Record set below:
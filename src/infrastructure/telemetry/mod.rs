//! Tracing subscriber setup for hosts embedding the messaging connectors.
//!
//! # Environment Variables
//!
//! | Variable | Description | Default |
//! |----------|-------------|---------|
//! | `RUST_LOG` | Overrides the configured filter | unset |
//! | `MESSAGING__LOGGING__LEVEL` | Default filter directive | `info` |
//! | `MESSAGING__LOGGING__FORMAT` | `pretty` or `json` | `pretty` |

use tracing_subscriber::{layer::SubscriberExt, util::SubscriberInitExt, EnvFilter};

use crate::config::{LogFormat, LoggingConfig};

/// Telemetry-specific error type
#[derive(Debug, thiserror::Error)]
pub enum TelemetryError {
    #[error("Failed to install tracing subscriber: {0}")]
    SubscriberInit(String),
}

/// Install a global tracing subscriber.
///
/// Fails if the host already installed one; callers embedding this crate in an
/// application that configures its own subscriber should skip this.
pub fn init_tracing(config: &LoggingConfig) -> Result<(), TelemetryError> {
    let env_filter =
        EnvFilter::try_from_default_env().unwrap_or_else(|_| EnvFilter::new(&config.level));

    let result = match config.format {
        LogFormat::Json => tracing_subscriber::registry()
            .with(env_filter)
            .with(tracing_subscriber::fmt::layer().json())
            .try_init(),
        LogFormat::Pretty => tracing_subscriber::registry()
            .with(env_filter)
            .with(tracing_subscriber::fmt::layer())
            .try_init(),
    };

    result.map_err(|e| TelemetryError::SubscriberInit(e.to_string()))?;

    tracing::info!(level = %config.level, format = ?config.format, "Tracing initialized");
    Ok(())
}
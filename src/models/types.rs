use serde::{Deserialize, Serialize};

/// Provider-side email template
#[derive(Debug, Clone, PartialEq, Eq, Serialize, Deserialize)]
pub struct EmailTemplate {
    /// Template name, unique per provider account
    pub name: String,

    pub subject: String,

    pub language: String,

    /// HTML body with provider placeholders
    pub content: String,
}

impl EmailTemplate {
    pub fn new(
        name: impl Into<String>,
        subject: impl Into<String>,
        language: impl Into<String>,
        content: impl Into<String>,
    ) -> Self {
        Self {
            name: name.into(),
            subject: subject.into(),
            language: language.into(),
            content: content.into(),
        }
    }
}

/// Recipient of a bulk templated email with its replacement values
#[derive(Debug, Clone, Default, PartialEq, Eq, Serialize, Deserialize)]
pub struct EmailRecipient {
    pub email: String,

    /// Replacement key/value pairs, in the order they were added
    #[serde(default)]
    pub content: Vec<(String, String)>,
}

impl EmailRecipient {
    pub fn new(email: impl Into<String>) -> Self {
        Self {
            email: email.into(),
            content: Vec::new(),
        }
    }

    pub fn with(mut self, key: impl Into<String>, value: impl Into<String>) -> Self {
        self.content.push((key.into(), value.into()));
        self
    }

    /// Replacement values as a JSON object, `None` when there are none
    pub fn replacement_data(&self) -> Result<Option<String>, serde_json::Error> {
        if self.content.is_empty() {
            return Ok(None);
        }
        let map: serde_json::Map<String, serde_json::Value> = self
            .content
            .iter()
            .map(|(key, value)| (key.clone(), serde_json::Value::String(value.clone())))
            .collect();
        serde_json::to_string(&map).map(Some)
    }
}
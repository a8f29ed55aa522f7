mod settings;

pub use settings::{
    ConnectorSettings, LogFormat, LoggingConfig, Settings, StorageSettings,
    DEFAULT_EMAIL_CONNECTOR, DEFAULT_EMAIL_ENTRY_STORAGE, DEFAULT_PUSH_DEVICE_ENTRY_STORAGE,
    DEFAULT_PUSH_MESSAGE_ENTRY_STORAGE, DEFAULT_PUSH_NOTIFICATION_CONNECTOR,
    DEFAULT_SMS_CONNECTOR, DEFAULT_SMS_ENTRY_STORAGE, DEFAULT_TEMPLATE_ENTRY_STORAGE,
};

pub use crate::connectors::aws::{AwsApplicationSettings, AwsConnectorConfig};
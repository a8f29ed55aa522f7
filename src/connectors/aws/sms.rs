use std::sync::Arc;

use async_trait::async_trait;

use crate::connectors::operation_failed;
use crate::error::{ErrorData, Guards, MessagingResult};
use crate::logging::Logger;
use crate::metrics::MessagingMetrics;
use crate::models::SmsConnector;

use super::client::{AwsSnsApi, PublishRequest, SnsApi};
use super::config::AwsConnectorConfig;

const COMPONENT: &str = "SnsSmsConnector";
const CHANNEL: &str = "sms";

/// SMS connector publishing directly to phone numbers over SNS
#[derive(Clone)]
pub struct SnsSmsConnector {
    api: Arc<dyn SnsApi>,
    logger: Logger,
}

impl SnsSmsConnector {
    pub fn new(api: Arc<dyn SnsApi>, logger: Logger) -> Self {
        Self { api, logger }
    }

    pub async fn connect(config: &AwsConnectorConfig, logger: Logger) -> MessagingResult<Self> {
        config.validate(COMPONENT)?;
        let api = AwsSnsApi::from_config(config).await;
        tracing::info!(region = %config.region, "SNS SMS connector created");
        Ok(Self::new(Arc::new(api), logger))
    }
}

#[async_trait]
impl SmsConnector for SnsSmsConnector {
    async fn send_sms(&self, phone_number: &str, message: &str) -> MessagingResult<bool> {
        Guards::string_value(COMPONENT, "phone_number", phone_number)?;
        Guards::string_value(COMPONENT, "message", message)?;

        self.logger.info(COMPONENT, "smsSending").await;

        let request = PublishRequest {
            phone_number: Some(phone_number.to_string()),
            message: message.to_string(),
            ..Default::default()
        };

        match self
            .api
            .publish(request)
            .await
            .and_then(|response| response.into_output("Publish"))
        {
            Ok(_) => {
                MessagingMetrics::record_sent(CHANNEL);
                Ok(true)
            }
            Err(err) => Err(operation_failed(
                &self.logger,
                COMPONENT,
                CHANNEL,
                "sendSMSFailed",
                ErrorData::new().with("value", phone_number),
                err,
            )
            .await),
        }
    }
}
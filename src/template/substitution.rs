use std::collections::HashMap;

use super::TemplateContent;

/// Replace every `{{key}}` in title and content with its value from `data`.
///
/// Replacement is literal: no escaping, nesting or conditionals. Placeholders
/// without a matching key are left in place.
pub fn populate_template(
    template: &TemplateContent,
    data: &HashMap<String, String>,
) -> TemplateContent {
    if data.is_empty() {
        return template.clone();
    }

    // Sorted so that output does not depend on map iteration order when one
    // value itself contains another placeholder.
    let mut keys: Vec<&String> = data.keys().collect();
    keys.sort();

    TemplateContent {
        title: substitute_string(&template.title, &keys, data),
        content: substitute_string(&template.content, &keys, data),
    }
}

fn substitute_string(template: &str, keys: &[&String], data: &HashMap<String, String>) -> String {
    let mut result = template.to_string();

    for key in keys {
        let pattern = format!("{{{{{}}}}}", key);
        if let Some(value) = data.get(*key) {
            result = result.replace(&pattern, value);
        }
    }

    result
}
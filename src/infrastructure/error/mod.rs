//! Unified error types for connectors and services.
//!
//! Every failure path in this crate ends in a [`MessagingError`]:
//! - guard failures are raised before any I/O and name the offending property
//! - operation failures carry a message key plus the input values needed to
//!   diagnose them, and wrap whatever caused them
//! - lookups (templates, applications, registry entries) have dedicated variants

mod guards;

use std::fmt;

use thiserror::Error;

pub use guards::{GuardError, Guards};

use crate::storage::StorageError;

/// Boxed error used as the cause of an operation failure
pub type BoxError = Box<dyn std::error::Error + Send + Sync + 'static>;

/// Context attached to an operation failure, in the order it was added
#[derive(Debug, Clone, Default, PartialEq, Eq)]
pub struct ErrorData(Vec<(&'static str, String)>);

impl ErrorData {
    pub fn new() -> Self {
        Self::default()
    }

    pub fn with(mut self, name: &'static str, value: impl Into<String>) -> Self {
        self.0.push((name, value.into()));
        self
    }

    /// Look up a context value by name
    pub fn get(&self, name: &str) -> Option<&str> {
        self.0
            .iter()
            .find(|(key, _)| *key == name)
            .map(|(_, value)| value.as_str())
    }

    pub fn is_empty(&self) -> bool {
        self.0.is_empty()
    }
}

impl fmt::Display for ErrorData {
    fn fmt(&self, f: &mut fmt::Formatter<'_>) -> fmt::Result {
        if self.0.is_empty() {
            return Ok(());
        }
        let pairs: Vec<String> = self
            .0
            .iter()
            .map(|(name, value)| format!("{}={}", name, value))
            .collect();
        write!(f, " ({})", pairs.join(", "))
    }
}

/// A failed provider, storage or resolution step.
#[derive(Debug, Error)]
#[error("{component}: {key}{data}")]
pub struct OperationError {
    /// Component that raised the error
    pub component: &'static str,

    /// Operation message key, e.g. `sendSMSFailed`
    pub key: &'static str,

    /// Input values relevant to the failure
    pub data: ErrorData,

    #[source]
    pub cause: Option<BoxError>,
}

#[derive(Debug, Error)]
pub enum MessagingError {
    #[error(transparent)]
    Guard(#[from] GuardError),

    #[error(transparent)]
    Operation(Box<OperationError>),

    #[error("Application id not found: {application_id}")]
    ApplicationNotFound { application_id: String },

    #[error("Template not found: {template_id} ({locale})")]
    TemplateNotFound { template_id: String, locale: String },

    #[error("{component}: connector not configured: {property}")]
    ConnectorNotConfigured {
        component: &'static str,
        property: &'static str,
    },

    #[error("No {factory} connector registered under '{name}'")]
    NotRegistered { factory: &'static str, name: String },

    #[error("Storage error: {0}")]
    Storage(#[from] StorageError),

    #[error("Configuration error: {0}")]
    Config(#[from] config::ConfigError),
}

impl MessagingError {
    /// Build an operation failure wrapping `cause`
    pub fn operation_with_cause(
        component: &'static str,
        key: &'static str,
        data: ErrorData,
        cause: impl Into<BoxError>,
    ) -> Self {
        Self::Operation(Box::new(OperationError {
            component,
            key,
            data,
            cause: Some(cause.into()),
        }))
    }

    /// The operation message key, if this is an operation failure
    pub fn operation_key(&self) -> Option<&'static str> {
        match self {
            Self::Operation(op) => Some(op.key),
            _ => None,
        }
    }

    /// The operation context, if this is an operation failure
    pub fn operation_data(&self) -> Option<&ErrorData> {
        match self {
            Self::Operation(op) => Some(&op.data),
            _ => None,
        }
    }

    /// The guard failure, if this is one
    pub fn as_guard(&self) -> Option<&GuardError> {
        match self {
            Self::Guard(guard) => Some(guard),
            _ => None,
        }
    }
}

/// Result type for messaging operations
pub type MessagingResult<T> = std::result::Result<T, MessagingError>;

#[cfg(test)]
mod tests {
    use super::*;
    use crate::connectors::aws::ProviderError;
    use std::error::Error as _;

    #[test]
    fn test_operation_error_display_includes_data() {
        let err = MessagingError::operation_with_cause(
            "SnsPushNotificationConnector",
            "subscribeToTopicFailed",
            ErrorData::new()
                .with("topic", "arn:aws:sns:eu-west-1:000000000000:news")
                .with("device", "arn:device"),
            ProviderError::UnexpectedStatus {
                operation: "Subscribe",
                status: 500,
            },
        );

        assert_eq!(
            err.to_string(),
            "SnsPushNotificationConnector: subscribeToTopicFailed \
             (topic=arn:aws:sns:eu-west-1:000000000000:news, device=arn:device)"
        );
        assert_eq!(err.operation_key(), Some("subscribeToTopicFailed"));
        assert_eq!(
            err.operation_data().and_then(|d| d.get("device")),
            Some("arn:device")
        );
    }

    #[test]
    fn test_operation_error_keeps_cause() {
        let inner = MessagingError::operation_with_cause(
            "Inner",
            "platformAppCheckFailed",
            ErrorData::new(),
            StorageError::Unavailable("offline".to_string()),
        );
        let err = MessagingError::operation_with_cause(
            "Outer",
            "platformAppCreationFailed",
            ErrorData::new().with("value", "my-app"),
            inner,
        );

        let source = err.source().expect("cause should be exposed");
        assert_eq!(source.to_string(), "Inner: platformAppCheckFailed");
    }

    #[test]
    fn test_template_not_found_display() {
        let err = MessagingError::TemplateNotFound {
            template_id: "welcome".to_string(),
            locale: "en".to_string(),
        };
        assert_eq!(err.to_string(), "Template not found: welcome (en)");
    }
}
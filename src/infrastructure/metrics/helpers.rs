//! Metrics helper structs for convenient metric recording

use prometheus::{Encoder, TextEncoder};

use super::{
    ENTRIES_STORED_TOTAL, MESSAGES_FAILED_TOTAL, MESSAGES_SENT_TOTAL, PROVIDER_RESOURCES_TOTAL,
};

/// Encode all metrics to Prometheus text format
pub fn encode_metrics() -> Result<String, prometheus::Error> {
    let encoder = TextEncoder::new();
    let metric_families = prometheus::gather();
    let mut buffer = Vec::new();
    encoder.encode(&metric_families, &mut buffer)?;
    Ok(String::from_utf8(buffer).unwrap_or_default())
}

/// How an idempotent resolution ended
#[derive(Debug, Clone, Copy, PartialEq, Eq)]
pub enum ResourceOutcome {
    Reused,
    Created,
}

impl ResourceOutcome {
    fn as_label(self) -> &'static str {
        match self {
            Self::Reused => "reused",
            Self::Created => "created",
        }
    }
}

/// Helper struct for recording messaging metrics
pub struct MessagingMetrics;

impl MessagingMetrics {
    /// Record a message accepted for a channel (`email`, `sms`, `push`, `topic`)
    pub fn record_sent(channel: &str) {
        MESSAGES_SENT_TOTAL.with_label_values(&[channel]).inc();
    }

    /// Record a failed operation
    pub fn record_failed(channel: &str, operation: &str) {
        MESSAGES_FAILED_TOTAL
            .with_label_values(&[channel, operation])
            .inc();
    }

    /// Record an entry persisted by a storage-backed connector
    pub fn record_entry_stored(entity: &str) {
        ENTRIES_STORED_TOTAL.with_label_values(&[entity]).inc();
    }

    /// Record the outcome of a check-then-create resolution
    pub fn record_resource(kind: &str, outcome: ResourceOutcome) {
        PROVIDER_RESOURCES_TOTAL
            .with_label_values(&[kind, outcome.as_label()])
            .inc();
    }
}

#[cfg(test)]
mod tests {
    use super::*;

    #[test]
    fn test_recorded_metrics_are_encoded() {
        MessagingMetrics::record_sent("sms");
        MessagingMetrics::record_resource("topic", ResourceOutcome::Reused);

        let text = encode_metrics().unwrap();
        assert!(text.contains("ara_messaging_messages_sent_total"));
        assert!(text.contains("ara_messaging_provider_resources_total"));
    }
}
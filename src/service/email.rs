use std::sync::Arc;

use crate::config::DEFAULT_EMAIL_CONNECTOR;
use crate::error::{Guards, MessagingResult};
use crate::models::EmailConnector;
use crate::registry::ConnectorRegistries;

const COMPONENT: &str = "MessagingEmailService";

/// Sends email through whichever connector is registered for the channel
#[derive(Clone)]
pub struct EmailService {
    connector: Arc<dyn EmailConnector>,
}

impl EmailService {
    pub fn new(connector: Arc<dyn EmailConnector>) -> Self {
        Self { connector }
    }

    /// Resolve the connector by name, `messaging-email` when `None`
    pub fn from_registry(
        registries: &ConnectorRegistries,
        connector_name: Option<&str>,
    ) -> MessagingResult<Self> {
        let connector = registries
            .email
            .get(connector_name.unwrap_or(DEFAULT_EMAIL_CONNECTOR))?;
        Ok(Self::new(connector))
    }

    pub async fn send_custom_email(
        &self,
        sender: &str,
        recipients: &[String],
        subject: &str,
        content: &str,
    ) -> MessagingResult<bool> {
        Guards::string_value(COMPONENT, "sender", sender)?;
        Guards::array_value(COMPONENT, "recipients", recipients)?;
        Guards::string_value(COMPONENT, "subject", subject)?;
        Guards::string_value(COMPONENT, "content", content)?;

        self.connector
            .send_custom_email(sender, recipients, subject, content)
            .await
    }
}
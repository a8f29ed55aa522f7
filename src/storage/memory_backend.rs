//! In-memory entity storage using DashMap.
//!
//! Entities are stored in memory and will be lost on restart.

use std::cmp::Ordering;

use async_trait::async_trait;
use dashmap::DashMap;
use serde_json::Value;

use super::backend::{Entity, EntityStorageConnector, QueryResult, StorageError};
use super::schema::SortDirection;

/// In-memory entity storage.
///
/// Uses `DashMap` for concurrent access keyed by primary key.
pub struct MemoryEntityStorageConnector<T: Entity> {
    entities: DashMap<String, T>,
}

impl<T: Entity> MemoryEntityStorageConnector<T> {
    pub fn new() -> Self {
        Self {
            entities: DashMap::new(),
        }
    }

    pub fn len(&self) -> usize {
        self.entities.len()
    }

    pub fn is_empty(&self) -> bool {
        self.entities.is_empty()
    }
}

impl<T: Entity> Default for MemoryEntityStorageConnector<T> {
    fn default() -> Self {
        Self::new()
    }
}

#[async_trait]
impl<T: Entity> EntityStorageConnector<T> for MemoryEntityStorageConnector<T> {
    async fn get(&self, id: &str) -> Result<Option<T>, StorageError> {
        Ok(self.entities.get(id).map(|entry| entry.value().clone()))
    }

    async fn set(&self, entity: T) -> Result<(), StorageError> {
        if entity.id().is_empty() {
            return Err(StorageError::MissingId {
                entity_type: T::schema().entity_type,
            });
        }

        let id = entity.id().to_string();
        let replaced = self.entities.insert(id.clone(), entity).is_some();

        tracing::debug!(
            entity_type = T::schema().entity_type,
            id = %id,
            replaced = replaced,
            "Entity stored"
        );
        Ok(())
    }

    async fn query(&self) -> Result<QueryResult<T>, StorageError> {
        let mut entities: Vec<T> = self
            .entities
            .iter()
            .map(|entry| entry.value().clone())
            .collect();

        let schema = T::schema();
        if let Some(sort) = schema.sort_property() {
            let mut keyed = Vec::with_capacity(entities.len());
            for entity in entities {
                let key = serde_json::to_value(&entity)?
                    .get(sort.name)
                    .cloned()
                    .unwrap_or(Value::Null);
                keyed.push((key, entity));
            }

            keyed.sort_by(|(a, _), (b, _)| compare_values(a, b));
            if sort.sort_direction == Some(SortDirection::Descending) {
                keyed.reverse();
            }
            entities = keyed.into_iter().map(|(_, entity)| entity).collect();
        }

        Ok(QueryResult { entities })
    }
}

/// Order JSON scalars; nulls sort first and mixed types compare equal
fn compare_values(a: &Value, b: &Value) -> Ordering {
    match (a, b) {
        (Value::Number(x), Value::Number(y)) => x
            .as_f64()
            .partial_cmp(&y.as_f64())
            .unwrap_or(Ordering::Equal),
        (Value::String(x), Value::String(y)) => x.cmp(y),
        (Value::Null, Value::Null) => Ordering::Equal,
        (Value::Null, _) => Ordering::Less,
        (_, Value::Null) => Ordering::Greater,
        _ => Ordering::Equal,
    }
}
use serde::Deserialize;

use crate::error::{GuardError, Guards};

/// Connection settings shared by the SES and SNS connectors
#[derive(Debug, Clone, Default, Deserialize)]
pub struct AwsConnectorConfig {
    /// Service endpoint URL, e.g. `http://localhost:4566` for LocalStack
    pub endpoint: String,
    pub region: String,
    pub access_key_id: String,
    pub secret_access_key: String,
    /// Push applications resolved by `SnsPushNotificationConnector::start`
    #[serde(default)]
    pub applications: Vec<AwsApplicationSettings>,
}

/// A push platform application to resolve at startup
#[derive(Debug, Clone, PartialEq, Eq, Deserialize)]
pub struct AwsApplicationSettings {
    /// Caller-facing id used when registering devices
    pub application_id: String,
    /// Platform type, e.g. `GCM` or `APNS`
    pub platform_type: String,
    pub platform_credentials: String,
}

impl AwsConnectorConfig {
    /// Reject blank connection fields before a client is built
    pub fn validate(&self, component: &'static str) -> Result<(), GuardError> {
        Guards::string_value(component, "endpoint", &self.endpoint)?;
        Guards::string_value(component, "region", &self.region)?;
        Guards::string_value(component, "access_key_id", &self.access_key_id)?;
        Guards::string_value(component, "secret_access_key", &self.secret_access_key)?;
        for application in &self.applications {
            application.validate(component)?;
        }
        Ok(())
    }
}

impl AwsApplicationSettings {
    pub fn validate(&self, component: &'static str) -> Result<(), GuardError> {
        Guards::string_value(component, "application_id", &self.application_id)?;
        Guards::string_value(component, "platform_type", &self.platform_type)?;
        Guards::string_value(component, "platform_credentials", &self.platform_credentials)
    }
}

#[cfg(test)]
mod tests {
    use super::*;

    fn config() -> AwsConnectorConfig {
        AwsConnectorConfig {
            endpoint: "http://localhost:4566".to_string(),
            region: "eu-central-1".to_string(),
            access_key_id: "test".to_string(),
            secret_access_key: "secret".to_string(),
            applications: vec![],
        }
    }

    #[test]
    fn test_validate_accepts_complete_config() {
        assert!(config().validate("Test").is_ok());
    }

    #[test]
    fn test_validate_names_missing_field() {
        let mut config = config();
        config.region = String::new();

        let err = config.validate("SnsSmsConnector").unwrap_err();
        assert_eq!(err.component, "SnsSmsConnector");
        assert_eq!(err.property, "region");
    }

    #[test]
    fn test_validate_checks_applications() {
        let mut config = config();
        config.applications.push(AwsApplicationSettings {
            application_id: "mobile".to_string(),
            platform_type: "GCM".to_string(),
            platform_credentials: String::new(),
        });

        let err = config.validate("Test").unwrap_err();
        assert_eq!(err.property, "platform_credentials");
    }
}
End of Record set.
Set the material down exactly as written, starting at its first line. The line containing "to install tracing" is the last one to include.

filename src/infrastructure/telemetry/mod.rs
//! Tracing subscriber setup for hosts embedding the messaging connectors.
//!
//! # Environment Variables
//!
//! | Variable | Description | Default |
//! |----------|-------------|---------|
//! | `RUST_LOG` | Overrides the configured filter | unset |
//! | `MESSAGING__LOGGING__LEVEL` | Default filter directive | `info` |
//! | `MESSAGING__LOGGING__FORMAT` | `pretty` or `json` | `pretty` |

use tracing_subscriber::{layer::SubscriberExt, util::SubscriberInitExt, EnvFilter};

use crate::config::{LogFormat, LoggingConfig};

/// Telemetry-specific error type
#[derive(Debug, thiserror::Error)]
pub enum TelemetryError {
    #[error("Failed to install tracing subscriber: {0}")]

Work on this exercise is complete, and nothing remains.